O senador Humberto Costa (PT-PE), que também é membro da comissão, rebateu o posicionamento de Chico Rodrigues. E destacou que é preciso olhar principalmente para a realidade do povo yanomami, “que é um povo desnutrido, sem assistência, faminto”. Costa defendeu que “não se pode fechar os olhos para as consequências da ação ilegal dos garimpeiros naquele território”.

Chico Rodrigues apareceu nas manchetes em outubro de 2020, quando foi flagrado pela Polícia Federal (PF) com R$ 33 mil escondidos na cueca e uma suposta pepita de ouro. Aquela operação tinha o objetivo investigar desvios de recursos públicos destinados ao combate à pandemia da covid-19. Por causa do episódio, Rodrigues caiu do posto de vice-líder do governo Bolsonaro no Senado, que ocupava então.

O hoje presidente da comissão sobre a Situação dos Yanomami é personagem de um vídeo que apareceu nas redes sociais nessa mesma época. Embora sem identificar data, a gravação antiga mostra Rodrigues com Jair Bolsonaro, num cenário semelhante a um gabinete, adornado com bandeiras do Brasil e do estado de São Paulo.

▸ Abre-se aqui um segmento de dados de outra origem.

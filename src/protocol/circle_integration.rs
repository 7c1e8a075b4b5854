//! Wormhole Circle integration payloads
//!
//! The integration contract wraps a CCTP burn in a VAA so a relayer can
//! redeem both the Circle message and the Wormhole message in one call.

use crate::error::Result;
use crate::layout::{amount_item, field, universal_address_item, Item, Layout, Value};
use crate::payload::{PayloadLiteral, PayloadRegistry};

use super::circle::DomainId;

pub const PROTOCOL: &str = "CircleIntegration";

pub const TRANSFER_WITH_PAYLOAD: &str = "TransferWithPayload";

pub fn literal() -> PayloadLiteral {
    PayloadLiteral::new(PROTOCOL, TRANSFER_WITH_PAYLOAD)
}

pub fn transfer_with_payload_layout() -> Layout {
    Layout::new(vec![
        field("payloadId", Item::uint(1).fixed(1u8)),
        field(
            "token",
            Item::object(Layout::new(vec![
                field("address", universal_address_item()),
                field("amount", amount_item()),
            ])),
        ),
        field("sourceDomain", Item::uint(4)),
        field("targetDomain", Item::uint(4)),
        field("nonce", Item::uint(8)),
        field("caller", universal_address_item()),
        field("mintRecipient", universal_address_item()),
        field("payload", Item::prefixed_bytes(2)),
    ])
}

pub(crate) fn register(registry: &PayloadRegistry) -> Result<()> {
    registry.register_payload_type(PROTOCOL, TRANSFER_WITH_PAYLOAD, transfer_with_payload_layout())
}

/// `(sourceDomain, nonce)` of a decoded payload, the pair that identifies its Circle message.
pub fn circle_message_key(payload: &Value) -> Option<(DomainId, u64)> {
    let domain = payload
        .get("sourceDomain")?
        .as_u64()
        .and_then(|domain| u32::try_from(domain).ok())
        .and_then(DomainId::from_u32)?;
    Some((domain, payload.get("nonce")?.as_u64()?))
}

“Meu amigo Jair Bolsonaro”

“Olá, amigos de Roraima. Estou recebendo hoje aqui o Chico Rodrigues, que vocês tanto conhecem. Chico, com a palavra”, diz Bolsonaro. “Eu quero aqui agradecer o meu amigo Jair Bolsonaro, de 20 anos de Câmara dos Deputados”, respondeu Rodrigues na gravação. “É quase uma união estável, hein, Chico”, afirmou ainda Bolsonaro, interrompendo o interlocutor, ambos entre largas risadas.

Rodrigues já empregou Leo Índio, primo dos filhos de Bolsonaro, em seu gabinete no Senado, como assessor parlamentar. Índio foi alvo de busca e apreensão da Operação Lesa Pátria, que investiga participantes do ataque de 8 de janeiro a Brasília, no dia 27 de janeiro. Segundo a Repórter Brasil, o senador era dono de um avião que circulava em garimpo ilegal em 2018.

Apesar do perfil do presidente, a senadora Eliziane Gama (PSD-MA), vice-presidente da comissão, acredita que o colegiado tem obrigação de chegar a resultados e está otimista.

“Comissão chegará aos responsáveis”

“A comissão externa do SF (Senado Federal) vai chegar aos responsáveis pela tragédia q feriu de morte os Yanomami. Vamos apontar culpados e sugerir políticas públicas eficazes. Uma tragédia como essa ñ pode se repetir mais. Os povos originários precisam ser protegidos da gana por dinheiro e poder”, postou a parlamentar no Twitter (mantida ortografia original).

Além de Rodrigues, Humberto Costa e Eliziane, os outros membros da comissão, composta por cinco titulares são Mecias de Jesus (Republicanos-RR) e Dr. Hiran (PP-RR).